Sunday, January 21, 2007
Hidden in Plain View
I am still after that elusive good photograph of my birds. This photograph is sort of like a child's picture puzzle, where the question is: Find the bird in the picture. It's amazing how they blend into the scenery even in the winter. I know that's good because it's safer for them especially with the neighborhood cats prowling in my garden so much. Hard to believe that I am on the sixth week of my new walk/jog effort. I have averaged over 4 days each week so far. This past week I haven't done quite as well but I made it out this morning ahead of the sleet. It's hovering just above freezing so I doubt the sleet will amount to anything but I'm glad I got home before it started. I don't mind walking in the snow but sleet and freezing rain are better for being cozy inside.

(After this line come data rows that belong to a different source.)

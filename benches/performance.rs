//! Performance benchmarks for the registry mirror.

use criterion::{black_box, criterion_group, criterion_main, BenchmarkId, Criterion};
use registry_mirror::{
    encode_instances, ChangeRecord, EventListener, EventTranslator, InMemoryRegistry, Instance,
    Reconciler, RegistryConnector, RegistryEvent, Sink,
};
use std::sync::Arc;

fn instances(count: usize) -> Vec<Instance> {
    (0..count)
        .map(|i| {
            Instance::new(format!("10.0.{}.{}", i / 256, i % 256), 8080)
                .with_metadata("zone", if i % 2 == 0 { "a" } else { "b" })
                .with_metadata("version", "1.4.2")
        })
        .collect()
}

/// Benchmark instance list encoding with varying membership sizes
fn bench_encode_instances(c: &mut Criterion) {
    let mut group = c.benchmark_group("encode_instances");

    for size in [1, 10, 100, 1000] {
        let list = instances(size);
        group.bench_with_input(BenchmarkId::new("instances", size), &list, |b, list| {
            b.iter(|| black_box(encode_instances(list).unwrap()));
        });
    }

    group.finish();
}

/// Benchmark the full notification path into a discarding sink
fn bench_translate_event(c: &mut Criterion) {
    let sink: Arc<dyn Sink> = Arc::new(|record: ChangeRecord| {
        black_box(record);
    });
    let translator = EventTranslator::new("public", sink);
    let event = RegistryEvent::instances_changed("orders", "DEFAULT_GROUP", instances(50));

    c.bench_function("translate_event_50", |b| {
        b.iter(|| translator.on_event(black_box(&event)));
    });
}

/// Benchmark a steady-state tick over a large, already-watched group
fn bench_steady_state_tick(c: &mut Criterion) {
    let registry = InMemoryRegistry::new();
    for i in 0..5000 {
        registry.create_service("public", "DEFAULT_GROUP", &format!("service-{i}"));
    }
    let client = registry.connect("127.0.0.1:8848", "public").unwrap();
    let listener: Arc<dyn EventListener> = Arc::new(|_: &RegistryEvent| {});
    let mut reconciler = Reconciler::new(client, listener, "DEFAULT_GROUP", 1000);
    reconciler.tick().unwrap();

    c.bench_function("steady_state_tick_5000", |b| {
        b.iter(|| black_box(reconciler.tick().unwrap()));
    });
}

criterion_group!(
    benches,
    bench_encode_instances,
    bench_translate_event,
    bench_steady_state_tick
);
criterion_main!(benches);
//! Set of services already under watch.

use crate::types::ServiceKey;
use std::collections::HashSet;

/// Tracks which services hold a live registry subscription.
///
/// Owned by the reconciler and only touched from the scheduler thread, so
/// it carries no lock. Entries are never removed: a subscription lasts
/// until the process ends.
#[derive(Debug, Default)]
pub struct SubscriptionLedger {
    keys: HashSet<ServiceKey>,
}

impl SubscriptionLedger {
    pub fn new() -> Self {
        Self::default()
    }

    pub fn contains(&self, key: &ServiceKey) -> bool {
        self.keys.contains(key)
    }

    /// Record a key as subscribed. Returns false if it was already present.
    pub fn mark(&mut self, key: ServiceKey) -> bool {
        self.keys.insert(key)
    }

    pub fn len(&self) -> usize {
        self.keys.len()
    }

    pub fn is_empty(&self) -> bool {
        self.keys.is_empty()
    }

    pub fn iter(&self) -> impl Iterator<Item = &ServiceKey> {
        self.keys.iter()
    }
}
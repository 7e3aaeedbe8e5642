//! Registry client adapter.
//!
//! The mirror talks to a service registry through two traits:
//! - [`RegistryConnector`] opens a session for a server address and namespace
//! - [`RegistryClient`] lists services, reports held subscriptions and
//!   subscribes listeners to membership changes
//!
//! Notifications reach the mirror through [`EventListener`], invoked on the
//! client's own dispatch thread(s).
//!
//! [`InMemoryRegistry`] is a self-contained implementation with a real
//! dispatch thread, used by the tests and for running the mirror without a
//! remote registry.
//!
//! # Example
//!
//! ```ignore
//! let registry = InMemoryRegistry::new();
//! registry.register_instance("public", "DEFAULT_GROUP", "orders", Instance::new("10.0.0.1", 8080));
//!
//! let client = registry.connect("127.0.0.1:8848", "public")?;
//! let page = client.list_services("DEFAULT_GROUP", 1, 100)?;
//! assert_eq!(page.services, vec!["orders".to_string()]);
//! ```

mod client;
mod memory;

pub use client::{EventListener, RegistryClient, RegistryConnector};
pub use memory::{InMemoryClient, InMemoryRegistry};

I'm coming up on two years since my melanoma diagnosis. I may have talked about this before on my blog. The beginning of February, 2005 was when I had my melanoma primary removed. Two years is a good place for me. Given the fact that my primary was so deep and I had a lymph node that was positive for melanoma, statistically I would have been more likely to recur in the first two years. For the matter, even making it one year without a confirmed recurrence was a big deal since my breslow depth was almost 7 mm. The farther away I get from my diagnosis, the more optimistic I have become. That's not exactly accurate. I was very optimistic initially but in some ways that was bravado. I couldn't keep up the optimism when I started having so much trouble with pain and blah, blah, blah. I have good days and bad days but in general I am genuinely optimistic. In March I have a full body PET/CT scan scheduled and a slew of appointments and it will be good to get that behind me.